Times have changed for sure. Most of the things we do and the way we carry them out nowadays resemble little or not at all how they were done in the past. It is difficult for your car, your toaster, or the clothes you wear to trigger a remembrance; to take you back in time to better days. There's just not that sense of keeping things around and keeping alive old habits.

Granted that today most of us shave by ourselves, when in the olden times we would go to a barber (and make more of an occasion of it). Still I take some comfort in recreating a ritual that my grandfather carried out in the same way before me. I just started shaving with Geo F Trumper's shaving cream and this just added a new dimension to the whole wet-shaving idea.

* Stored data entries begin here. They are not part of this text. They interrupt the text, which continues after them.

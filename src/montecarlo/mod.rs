//! Monte-Carlo evaluation of the estimators.
//!
//! A [`Study`] is a grid of true parameters × sample sizes. Each cell runs a
//! number of independent trials: draw a sample at the cell's β, estimate β,
//! and record a [`Simulation`]. The trials of a cell are reduced with
//! [`summarize`] into a [`CellReport`].
//!
//! Every trial seeds its own [`StdRng`] from the study seed, the cell index
//! and the trial index, so a study's output depends only on its
//! configuration and never on thread scheduling.

#[cfg(test)]
mod tests;

#[cfg(feature = "parallel")]
use rayon::prelude::*;
use rand::rngs::StdRng;
use rand::SeedableRng;
use serde::{Deserialize, Serialize};
use tracing::{debug, info, warn};

use crate::inference::bayesian::{self, Prior, SamplerSettings};
use crate::inference::{classical, summarize, InferenceError, Simulation, Summary};
use crate::optim::MinimizeSettings;
use crate::stats::a_dist;

/// What to do with a trial whose estimation fails.
#[derive(Debug, Clone, Copy, PartialEq, Eq, Default, Serialize, Deserialize)]
#[serde(rename_all = "lowercase")]
pub enum FailurePolicy {
    /// Stop the study and return the error.
    #[default]
    Abort,
    /// Drop the trial and count it in [`CellReport::failures`].
    Skip,
}

/// The estimator run in every trial.
#[derive(Debug, Clone, Copy, PartialEq)]
pub enum Estimator {
    Classical {
        initial_guess: f64,
        settings: MinimizeSettings<f64>,
    },
    Bayesian {
        prior: Prior,
        settings: SamplerSettings,
    },
}

impl Estimator {
    fn run(
        &self,
        true_param: f64,
        sample: &[f64],
        alpha: f64,
        seed: u64,
    ) -> Result<Simulation, InferenceError> {
        match self {
            Estimator::Classical {
                initial_guess,
                settings,
            } => classical::estimate_sample(true_param, sample, *initial_guess, alpha, settings),
            Estimator::Bayesian { prior, settings } => {
                let settings = SamplerSettings { seed, ..*settings };
                bayesian::estimate(true_param, sample, prior, alpha, &settings)
            }
        }
    }

    pub fn name(&self) -> &'static str {
        match self {
            Estimator::Classical { .. } => "classical",
            Estimator::Bayesian { .. } => "bayesian",
        }
    }
}

/// A simulation study over a grid of (true parameter, sample size) cells.
#[derive(Debug, Clone, PartialEq, Serialize, Deserialize)]
pub struct Study {
    pub true_params: Vec<f64>,
    pub sample_sizes: Vec<usize>,
    /// Trials per cell.
    pub trials: usize,
    /// Significance level of every interval.
    pub alpha: f64,
    pub seed: u64,
    pub failure_policy: FailurePolicy,
}

/// Result for one grid cell.
#[derive(Debug, Clone, PartialEq, Serialize)]
pub struct CellReport {
    pub summary: Summary,
    /// Trials dropped under [`FailurePolicy::Skip`].
    pub failures: usize,
}

/// Errors from running a study.
#[derive(Debug, Clone, PartialEq, thiserror::Error)]
pub enum StudyError {
    #[error("study has no {0}")]
    EmptyGrid(&'static str),
    #[error("invalid true parameter {0}")]
    InvalidTrueParam(f64),
    #[error("significance level must be in (0, 1), got {0}")]
    InvalidSignificance(f64),
    #[error("trial {trial} of cell (beta = {true_param}, n = {sample_size}) failed: {source}")]
    Trial {
        true_param: f64,
        sample_size: usize,
        trial: usize,
        #[source]
        source: InferenceError,
    },
    /// Every trial of a cell failed under [`FailurePolicy::Skip`].
    #[error("all {trials} trials of cell (beta = {true_param}, n = {sample_size}) failed")]
    AllTrialsFailed {
        true_param: f64,
        sample_size: usize,
        trials: usize,
    },
}

impl Study {
    /// Cells in row-major order: true parameters outer, sample sizes inner.
    pub fn cells(&self) -> impl Iterator<Item = (f64, usize)> + '_ {
        self.true_params
            .iter()
            .flat_map(move |&b| self.sample_sizes.iter().map(move |&n| (b, n)))
    }

    fn validate(&self) -> Result<(), StudyError> {
        if self.true_params.is_empty() {
            return Err(StudyError::EmptyGrid("true parameters"));
        }
        if self.sample_sizes.is_empty() {
            return Err(StudyError::EmptyGrid("sample sizes"));
        }
        if self.trials == 0 {
            return Err(StudyError::EmptyGrid("trials"));
        }
        if let Some(&b) = self.true_params.iter().find(|b| !(**b > 0.0 && b.is_finite())) {
            return Err(StudyError::InvalidTrueParam(b));
        }
        if !(self.alpha > 0.0 && self.alpha < 1.0) {
            return Err(StudyError::InvalidSignificance(self.alpha));
        }
        Ok(())
    }

    /// Run every cell with `estimator` and return one report per cell, in
    /// [`cells`](Self::cells) order.
    ///
    /// # Example
    ///
    /// ```
    /// use alshenawy::montecarlo::{Estimator, FailurePolicy, Study};
    /// use alshenawy::optim::MinimizeSettings;
    ///
    /// let study = Study {
    ///     true_params: vec![1.0],
    ///     sample_sizes: vec![200],
    ///     trials: 20,
    ///     alpha: 0.05,
    ///     seed: 1,
    ///     failure_policy: FailurePolicy::Skip,
    /// };
    /// let estimator = Estimator::Classical {
    ///     initial_guess: 1.0,
    ///     settings: MinimizeSettings::default(),
    /// };
    /// let reports = study.run(&estimator).unwrap();
    /// assert_eq!(reports.len(), 1);
    /// assert!(reports[0].summary.bias.abs() < 0.2);
    /// ```
    pub fn run(&self, estimator: &Estimator) -> Result<Vec<CellReport>, StudyError> {
        self.validate()?;
        info!(
            estimator = estimator.name(),
            cells = self.true_params.len() * self.sample_sizes.len(),
            trials = self.trials,
            "starting study"
        );
        self.cells()
            .enumerate()
            .map(|(cell, (true_param, sample_size))| {
                self.run_cell(estimator, cell, true_param, sample_size)
            })
            .collect()
    }

    fn run_cell(
        &self,
        estimator: &Estimator,
        cell: usize,
        true_param: f64,
        sample_size: usize,
    ) -> Result<CellReport, StudyError> {
        let trial = |t: usize| -> Result<Simulation, InferenceError> {
            let seed = trial_seed(self.seed, cell, t);
            let mut rng = StdRng::seed_from_u64(seed);
            let sample = a_dist::sample(true_param, sample_size, &mut rng)?;
            let sim = estimator.run(true_param, &sample, self.alpha, seed)?;
            debug!(
                cell,
                trial = t,
                estimate = sim.estimated_param(),
                covered = sim.ci_contains_true_param(),
                "trial finished"
            );
            Ok(sim)
        };

        #[cfg(feature = "parallel")]
        let outcomes: Vec<Result<Simulation, InferenceError>> =
            (0..self.trials).into_par_iter().map(trial).collect();
        #[cfg(not(feature = "parallel"))]
        let outcomes: Vec<Result<Simulation, InferenceError>> =
            (0..self.trials).map(trial).collect();

        let mut simulations = Vec::with_capacity(outcomes.len());
        let mut failures = 0usize;
        for (t, outcome) in outcomes.into_iter().enumerate() {
            match outcome {
                Ok(sim) => simulations.push(sim),
                Err(source) => match self.failure_policy {
                    FailurePolicy::Abort => {
                        return Err(StudyError::Trial {
                            true_param,
                            sample_size,
                            trial: t,
                            source,
                        })
                    }
                    FailurePolicy::Skip => {
                        warn!(cell, trial = t, error = %source, "skipping failed trial");
                        failures += 1;
                    }
                },
            }
        }

        let summary = summarize(&simulations).map_err(|_| StudyError::AllTrialsFailed {
            true_param,
            sample_size,
            trials: self.trials,
        })?;

        info!(
            true_param,
            sample_size,
            bias = summary.bias,
            mse = summary.mse,
            coverage = summary.coverage_probability,
            failures,
            "cell finished"
        );

        Ok(CellReport { summary, failures })
    }
}

/// Deterministic per-trial seed: splitmix64 over the study seed, cell and
/// trial indices.
fn trial_seed(seed: u64, cell: usize, trial: usize) -> u64 {
    let mut z = seed
        ^ (cell as u64).wrapping_mul(0x9E37_79B9_7F4A_7C15)
        ^ (trial as u64).wrapping_mul(0xC2B2_AE3D_27D4_EB4F);
    z = (z ^ (z >> 30)).wrapping_mul(0xBF58_476D_1CE4_E5B9);
    z = (z ^ (z >> 27)).wrapping_mul(0x94D0_49BB_1331_11EB);
    z ^ (z >> 31)
}
//! Validated runtime configuration.
//!
//! Built from the TOML file config, with durations and endpoint overrides
//! converted into the types the core pipeline expects.

use crate::config::file::FileConfig;
use owsync_core::config::{RpcEndpointOverride, SyncConfig};
use owsync_core::rpc::ChainClientSet;
use std::net::SocketAddr;

/// The configuration the server actually runs with.
#[derive(Debug, Clone)]
pub struct RuntimeConfig {
    pub listen: SocketAddr,
    pub sync: SyncConfig,
    pub rpc_overrides: Vec<RpcEndpointOverride>,
}

impl From<FileConfig> for RuntimeConfig {
    fn from(file: FileConfig) -> Self {
        let sync = SyncConfig {
            rpc_timeout: std::time::Duration::from_secs(file.sync.rpc_timeout_secs),
            max_concurrent_wallets: file.sync.max_concurrent_wallets,
            max_concurrent_tokens: file.sync.max_concurrent_tokens,
            refresh_if_older_than: file
                .sync
                .refresh_if_older_than_secs
                .map(|secs| time::Duration::seconds(secs as i64)),
        };
        let rpc_overrides = file
            .rpc
            .into_iter()
            .map(|section| RpcEndpointOverride {
                blockchain: section.blockchain,
                url: section.url,
            })
            .collect();
        Self {
            listen: file.server.listen,
            sync,
            rpc_overrides,
        }
    }
}

impl RuntimeConfig {
    /// Build one RPC client per registry chain from this configuration.
    ///
    /// The shared HTTP client carries the per-call timeout as a transport
    /// bound as well, so a hung connection cannot outlive the sync deadline
    /// by much.
    pub fn build_chain_clients(&self) -> Result<ChainClientSet, url::ParseError> {
        let http = reqwest::Client::builder()
            .timeout(self.sync.rpc_timeout)
            .build()
            .unwrap_or_else(|_| reqwest::Client::new());
        ChainClientSet::from_registry(http, &self.rpc_overrides)
    }
}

I can't shake the thought of the amount of tradition that Trumper carries. That a guy (OK, a gentleman) in the late 1800s was getting the same shave (only exponentially better because he actually got it at Curzon Street) as I get today is a rare treat if you really think about it.
Of course, it is only natural that we should crave these things; more meaningful rituals, grounded in the past, going back to our roots. We have become too focused on progress, too cynical, too impersonal.
I have had the pleasure of eating fresh fruit, straight from the land, of drinking raw milk. Shaving with an old-style double-edge and a shaving cream with a formula that might be older than me feels close to that; taken from another era, close to perfection (because, hey, I'm still not on Curzon Street).